Input records —
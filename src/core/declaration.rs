// src/core/declaration.rs

//! Builders describing groups and commands before compilation.
//!
//! A [`GroupDecl`] stands for a class-like declaration: a constructor with its
//! own parameters, plus members that are nested groups, commands, or aliases
//! of other members. Parameters themselves are attached separately through the
//! [`Registry`](crate::core::registry::Registry), keyed by the callable id of
//! the constructor (`"<TypeName>::new"` unless overridden) or of the command.

use crate::core::registry::Signature;
use crate::models::{ConstructFn, InstanceChain, InvokeFn, ParsedArgs, Value, instance};
use crate::state::Context;
use std::any::Any;
use std::fmt;
use std::sync::Arc;

/// A member of a group declaration.
#[derive(Debug)]
pub enum Member {
    /// A nested group, named after the attribute it is bound to.
    Group { attr: String, decl: GroupDecl },
    Command(CommandDecl),
    /// `alias` resolves to the existing member `target`.
    Alias { alias: String, target: String },
}

/// A group declaration.
pub struct GroupDecl {
    pub(crate) type_name: String,
    pub(crate) name: Option<String>,
    pub(crate) help: Option<String>,
    pub(crate) callable: String,
    pub(crate) signature: Signature,
    pub(crate) construct: ConstructFn,
    pub(crate) members: Vec<Member>,
    pub(crate) invoke_without_command: bool,
}

impl fmt::Debug for GroupDecl {
    fn fmt(&self, f: &mut fmt::Formatter<'_>) -> fmt::Result {
        f.debug_struct("GroupDecl")
            .field("type_name", &self.type_name)
            .field("name", &self.name)
            .field("callable", &self.callable)
            .field("members", &self.members)
            .finish_non_exhaustive()
    }
}

impl GroupDecl {
    /// A group whose constructor takes no parameters and keeps no state.
    pub fn new(type_name: &str) -> Self {
        Self {
            type_name: type_name.to_string(),
            name: None,
            help: None,
            callable: format!("{}::new", type_name),
            signature: Signature::default(),
            construct: Arc::new(|_: &ParsedArgs, _: &Context<'_>| Ok::<_, anyhow::Error>(instance(()))),
            members: Vec::new(),
            invoke_without_command: false,
        }
    }

    /// Overrides the canonical name (defaults to the lower-cased type or attribute name).
    pub fn name(mut self, name: &str) -> Self {
        self.name = Some(name.to_string());
        self
    }

    pub fn help(mut self, help: &str) -> Self {
        self.help = Some(help.to_string());
        self
    }

    /// Overrides the registry key of the constructor.
    pub fn callable(mut self, id: &str) -> Self {
        self.callable = id.to_string();
        self
    }

    /// The registry key constructor parameters are attached under.
    pub fn callable_id(&self) -> &str {
        &self.callable
    }

    /// Sets the constructor. The instance it returns is available to every
    /// command below this group through [`InstanceChain`].
    pub fn constructor<T, F>(mut self, signature: Signature, construct: F) -> Self
    where
        T: Any + Send + Sync,
        F: Fn(&ParsedArgs, &Context<'_>) -> anyhow::Result<T> + Send + Sync + 'static,
    {
        self.signature = signature;
        self.construct = Arc::new(move |args: &ParsedArgs, ctx: &Context<'_>| {
            construct(args, ctx).map(instance)
        });
        self
    }

    pub fn group(mut self, attr: &str, decl: Self) -> Self {
        self.members.push(Member::Group {
            attr: attr.to_string(),
            decl,
        });
        self
    }

    pub fn command(mut self, decl: CommandDecl) -> Self {
        self.members.push(Member::Command(decl));
        self
    }

    /// Declares `alias` as another name for the member `target`.
    pub fn alias(mut self, alias: &str, target: &str) -> Self {
        self.members.push(Member::Alias {
            alias: alias.to_string(),
            target: target.to_string(),
        });
        self
    }

    /// Running this group without a child is valid and does not show help.
    pub fn invoke_without_command(mut self) -> Self {
        self.invoke_without_command = true;
        self
    }
}

/// A leaf command declaration.
pub struct CommandDecl {
    pub(crate) callable: String,
    pub(crate) name: Option<String>,
    pub(crate) help: Option<String>,
    pub(crate) signature: Signature,
    pub(crate) invoke: InvokeFn,
}

impl fmt::Debug for CommandDecl {
    fn fmt(&self, f: &mut fmt::Formatter<'_>) -> fmt::Result {
        f.debug_struct("CommandDecl")
            .field("callable", &self.callable)
            .field("name", &self.name)
            .finish_non_exhaustive()
    }
}

impl CommandDecl {
    /// `callable` is the registry key; its last `::`/`.` segment names the command.
    pub fn new<V, F>(callable: &str, invoke: F) -> Self
    where
        V: Into<Value>,
        F: Fn(&InstanceChain, &ParsedArgs, &Context<'_>) -> anyhow::Result<V>
            + Send
            + Sync
            + 'static,
    {
        Self {
            callable: callable.to_string(),
            name: None,
            help: None,
            signature: Signature::default(),
            invoke: Arc::new(
                move |chain: &InstanceChain, args: &ParsedArgs, ctx: &Context<'_>| {
                    invoke(chain, args, ctx).map(Into::<Value>::into)
                },
            ),
        }
    }

    pub fn name(mut self, name: &str) -> Self {
        self.name = Some(name.to_string());
        self
    }

    pub fn help(mut self, help: &str) -> Self {
        self.help = Some(help.to_string());
        self
    }

    pub fn signature(mut self, signature: Signature) -> Self {
        self.signature = signature;
        self
    }

    pub fn callable_id(&self) -> &str {
        &self.callable
    }
}
#[cfg(test)]
mod tests {
    use super::*;
    use crate::models::ValueType;

    fn tokens(line: &str) -> Vec<String> {
        line.split_whitespace().map(str::to_string).collect()
    }

    fn with_help(mut params: Vec<ParameterSpec>) -> Vec<ParameterSpec> {
        params.push(ParameterSpec::help_option(&["--help".to_string()]));
        params
    }

    fn no_children(_: &str) -> bool {
        false
    }

    fn bind(params: &[ParameterSpec], scan: &Scan) -> Result<ParsedArgs, ParameterError> {
        let settings = Settings::default();
        let env = Environment::fixed(Vec::<(String, String)>::new());
        Binder::new("cli", &[], &settings, &env).bind(params, scan)
    }

    // --- Scanning ---

    #[test]
    fn test_option_forms_and_last_wins() {
        let params = with_help(vec![
            ParameterSpec::option("--size/-s"),
            ParameterSpec::option("--region"),
        ]);
        let scan = Scanner::new(&params, "cli create", ScanMode::Leaf)
            .scan(&tokens("--size small -s=large --region=eu-west"), no_children);

        assert!(scan.error().is_none());
        assert_eq!(scan.raw("size"), Some(&["large".to_string()][..]));
        assert_eq!(scan.raw("region"), Some(&["eu-west".to_string()][..]));
    }

    #[test]
    fn test_group_holds_unknown_options_and_stops_at_name() {
        let params = with_help(vec![ParameterSpec::option("--profile")]);
        let scan = Scanner::new(&params, "cli", ScanMode::Group).scan(
            &tokens("--profile prod --config-dir /etc config show"),
            |t| t == "config",
        );

        assert_eq!(scan.raw("profile"), Some(&["prod".to_string()][..]));
        assert_eq!(scan.name_token.as_deref(), Some("config"));
        assert_eq!(scan.forwarded, tokens("--config-dir /etc show"));
        assert!(scan.error().is_none());
    }

    #[test]
    fn test_held_option_does_not_swallow_child_name() {
        let params = with_help(vec![]);
        let scan = Scanner::new(&params, "cli", ScanMode::Group)
            .scan(&tokens("--verbose config show"), |t| t == "config");
        assert_eq!(scan.name_token.as_deref(), Some("config"));
        assert_eq!(scan.forwarded, tokens("--verbose show"));
    }

    #[test]
    fn test_help_wins_over_earlier_errors() {
        let params = with_help(vec![ParameterSpec::option("--size")]);
        let scan = Scanner::new(&params, "cli create", ScanMode::Leaf)
            .scan(&tokens("extra --bogus --size --help"), no_children);
        assert!(scan.help);
    }

    #[test]
    fn test_leaf_errors_are_deferred_in_order() {
        let params = with_help(vec![ParameterSpec::argument("name")]);
        let scan = Scanner::new(&params, "cli greet", ScanMode::Leaf)
            .scan(&tokens("alice bob --loud"), no_children);
        assert_eq!(
            scan.error(),
            Some(&ParameterError::NoSuchOption {
                path: "cli greet".to_string(),
                option: "--loud".to_string(),
            })
        );

        let scan = Scanner::new(&params, "cli greet", ScanMode::Leaf)
            .scan(&tokens("alice bob carol"), no_children);
        assert_eq!(
            scan.into_error(),
            Some(ParameterError::TooManyArguments {
                path: "cli greet".to_string(),
                extra: tokens("bob carol"),
            })
        );
    }

    #[test]
    fn test_missing_option_value_and_flag_with_value() {
        let params = with_help(vec![ParameterSpec::option("--size"), ParameterSpec::flag("--force")]);
        let scan = Scanner::new(&params, "cli create", ScanMode::Leaf).scan(&tokens("--size"), no_children);
        assert!(matches!(scan.error(), Some(ParameterError::MissingOptionValue { .. })));

        let scan = Scanner::new(&params, "cli create", ScanMode::Leaf)
            .scan(&tokens("--force=yes"), no_children);
        assert!(matches!(scan.error(), Some(ParameterError::InvalidValue { .. })));
    }

    #[test]
    fn test_end_of_options_at_leaf() {
        let params = with_help(vec![ParameterSpec::argument("items").many()]);
        let scan = Scanner::new(&params, "cli echo", ScanMode::Leaf)
            .scan(&tokens("a -- --help -b"), no_children);
        assert!(!scan.help);
        assert_eq!(scan.raw("items"), Some(&tokens("a --help -b")[..]));
    }

    #[test]
    fn test_negative_numbers_are_positional() {
        let params = with_help(vec![ParameterSpec::argument("n").value_type(ValueType::Int)]);
        let scan = Scanner::new(&params, "cli add", ScanMode::Leaf).scan(&tokens("-5"), no_children);
        let args = bind(&params, &scan).unwrap();
        assert_eq!(args.int("n").unwrap(), -5);

        let params = with_help(vec![ParameterSpec::argument("x").value_type(ValueType::Float)]);
        let scan = Scanner::new(&params, "cli scale", ScanMode::Leaf).scan(&tokens("-.5"), no_children);
        assert_eq!(bind(&params, &scan).unwrap().float("x").unwrap(), -0.5);
    }

    #[test]
    fn test_float_keywords_are_not_numbers() {
        let params = with_help(vec![ParameterSpec::argument("x").value_type(ValueType::Float)]);
        for word in ["-inf", "-infinity", "-nan"] {
            let scan = Scanner::new(&params, "cli scale", ScanMode::Leaf).scan(&tokens(word), no_children);
            assert!(
                matches!(scan.error(), Some(ParameterError::NoSuchOption { option, .. }) if option == word),
                "'{}' should be read as an option",
                word
            );
        }
    }

    #[test]
    fn test_required_slot_beats_child_name_then_names_win() {
        let params = with_help(vec![
            ParameterSpec::argument("target"),
            ParameterSpec::argument("more").many(),
        ]);
        let scanner = Scanner::new(&params, "cli", ScanMode::Group);
        let scan = scanner.scan(&tokens("deploy x deploy run"), |t| t == "deploy");

        assert_eq!(scan.raw("target"), Some(&["deploy".to_string()][..]));
        assert_eq!(scan.raw("more"), Some(&["x".to_string()][..]));
        assert_eq!(scan.name_token.as_deref(), Some("deploy"));
        assert_eq!(scan.forwarded, tokens("run"));
    }

    #[test]
    fn test_eager_option_is_recorded() {
        let params = with_help(vec![ParameterSpec::flag("--version").eager()]);
        let scan = Scanner::new(&params, "cli", ScanMode::Group).scan(&tokens("--version status"), |t| t == "status");
        assert_eq!(
            scan.eager,
            Some(EagerHit {
                param: "version".to_string(),
                flag: "--version".to_string(),
            })
        );
    }

    // --- Binding ---

    #[test]
    fn test_binding_defaults_and_types() {
        let params = with_help(vec![
            ParameterSpec::option("--count").value_type(ValueType::Int).default(1),
            ParameterSpec::flag("--loud"),
            ParameterSpec::option("--note"),
            ParameterSpec::argument("files").many(),
        ]);
        let scan = Scanner::new(&params, "cli", ScanMode::Leaf).scan(&tokens("--count 3"), no_children);
        let args = bind(&params, &scan).unwrap();

        assert_eq!(args.int("count").unwrap(), 3);
        assert_eq!(args.source("count"), Some(ValueSource::CommandLine));
        assert!(!args.flag("loud"));
        assert_eq!(args.source("loud"), Some(ValueSource::Default));
        assert!(args.get("note").is_none());
        assert_eq!(args.source("note"), Some(ValueSource::Unset));
        assert!(args.list("files").is_empty());
        assert!(!args.contains("help"));
    }

    #[test]
    fn test_missing_required_names_the_parameter() {
        let params = with_help(vec![ParameterSpec::argument("key"), ParameterSpec::argument("value")]);
        let scan = Scanner::new(&params, "cli config set", ScanMode::Leaf).scan(&tokens("k"), no_children);
        let settings = Settings::default();
        let env = Environment::default();
        let err = Binder::new("cli config set", &[], &settings, &env)
            .bind(&params, &scan)
            .unwrap_err();
        assert_eq!(
            err,
            ParameterError::MissingRequired {
                path: "cli config set".to_string(),
                param: "VALUE".to_string(),
            }
        );
    }

    #[test]
    fn test_invalid_choice() {
        let params = with_help(vec![ParameterSpec::option("--size").choices(&["small", "large"])]);
        let scan = Scanner::new(&params, "cli", ScanMode::Leaf).scan(&tokens("--size huge"), no_children);
        let err = bind(&params, &scan).unwrap_err();
        assert!(matches!(err, ParameterError::InvalidValue { ref param, .. } if param == "--size"));
        assert!(err.to_string().contains("'huge' is not one of 'small', 'large'."));
    }

    #[test]
    fn test_value_source_precedence() {
        let params = with_help(vec![
            ParameterSpec::option("--profile").default("default").envvar("APP_PROFILE"),
            ParameterSpec::option("--region").default("us"),
            ParameterSpec::option("--tier").default("free"),
        ]);
        let settings = Settings::from_toml_str(
            r#"
            auto_envvar_prefix = "app"
            [defaults.resource]
            region = "eu"
            tier = "pro"
            "#,
        )
        .unwrap();
        let env = Environment::fixed([("APP_PROFILE", "prod"), ("APP_RESOURCE_TIER", "enterprise")]);
        let subpath = vec!["resource".to_string()];
        let binder = Binder::new("cli resource", &subpath, &settings, &env);

        let scan = Scanner::new(&params, "cli resource", ScanMode::Leaf).scan(&tokens("--profile dev"), no_children);
        let args = binder.bind(&params, &scan).unwrap();
        assert_eq!(args.string("profile").unwrap(), "dev");
        assert_eq!(args.source("profile"), Some(ValueSource::CommandLine));
        assert_eq!(args.string("tier").unwrap(), "enterprise");
        assert_eq!(args.source("tier"), Some(ValueSource::Environment));
        assert_eq!(args.string("region").unwrap(), "eu");
        assert_eq!(args.source("region"), Some(ValueSource::DefaultMap));

        let scan = Scanner::new(&params, "cli resource", ScanMode::Leaf).scan(&[], no_children);
        let args = binder.bind(&params, &scan).unwrap();
        assert_eq!(args.string("profile").unwrap(), "prod");
        assert_eq!(args.source("profile"), Some(ValueSource::Environment));
    }
}
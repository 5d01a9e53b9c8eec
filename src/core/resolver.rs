// src/core/resolver.rs

//! Resolves a name token against the children of a group.
//!
//! Exact canonical names win first, then exact aliases. Otherwise every name
//! (canonical or alias) that starts with the token is collected and mapped to
//! its target; the token resolves only when a single target remains.

use crate::models::GroupNode;
use std::collections::BTreeSet;

#[derive(Debug, Clone, PartialEq, Eq)]
pub enum Resolution {
    /// The canonical name of the matched child.
    Resolved(String),
    /// Canonical names of every matched target, sorted.
    Ambiguous(Vec<String>),
    NotFound,
}

impl Resolution {
    pub fn is_match(&self) -> bool {
        !matches!(self, Self::NotFound)
    }
}

/// Resolves `token` with prefix abbreviation enabled.
pub fn resolve(group: &GroupNode, token: &str) -> Resolution {
    resolve_with(group, token, true)
}

pub fn resolve_with(group: &GroupNode, token: &str, allow_prefix: bool) -> Resolution {
    if token.is_empty() {
        return Resolution::NotFound;
    }
    if group.children.contains_key(token) {
        return Resolution::Resolved(token.to_string());
    }
    if let Some(target) = group.names.get(token) {
        return Resolution::Resolved(target.clone());
    }
    if !allow_prefix {
        return Resolution::NotFound;
    }

    let targets: BTreeSet<&String> = group
        .names
        .iter()
        .filter(|(name, _)| name.starts_with(token))
        .map(|(_, target)| target)
        .collect();

    let mut targets = targets.into_iter();
    match (targets.next(), targets.next()) {
        (None, _) => Resolution::NotFound,
        (Some(target), None) => {
            log::trace!("Abbreviation '{}' resolved to '{}'", token, target);
            Resolution::Resolved(target.clone())
        }
        (Some(first), Some(second)) => {
            let mut candidates = vec![first.clone(), second.clone()];
            candidates.extend(targets.cloned());
            Resolution::Ambiguous(candidates)
        }
    }
}

/// Every name a child can be invoked by, canonical names first.
pub fn sibling_names(group: &GroupNode) -> Vec<String> {
    let mut names: Vec<String> = group.children.keys().cloned().collect();
    names.extend(
        group
            .names
            .iter()
            .filter(|(name, target)| name != target)
            .map(|(name, _)| name.clone()),
    );
    names
}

Task details — Word for word, restate the listing above from its first line to the line with "separately through the", keeping both.

Written reply —
filename src/core/declaration.rs
// src/core/declaration.rs

//! Builders describing groups and commands before compilation.
//!
//! A [`GroupDecl`] stands for a class-like declaration: a constructor with its
//! own parameters, plus members that are nested groups, commands, or aliases
//! of other members. Parameters themselves are attached separately through the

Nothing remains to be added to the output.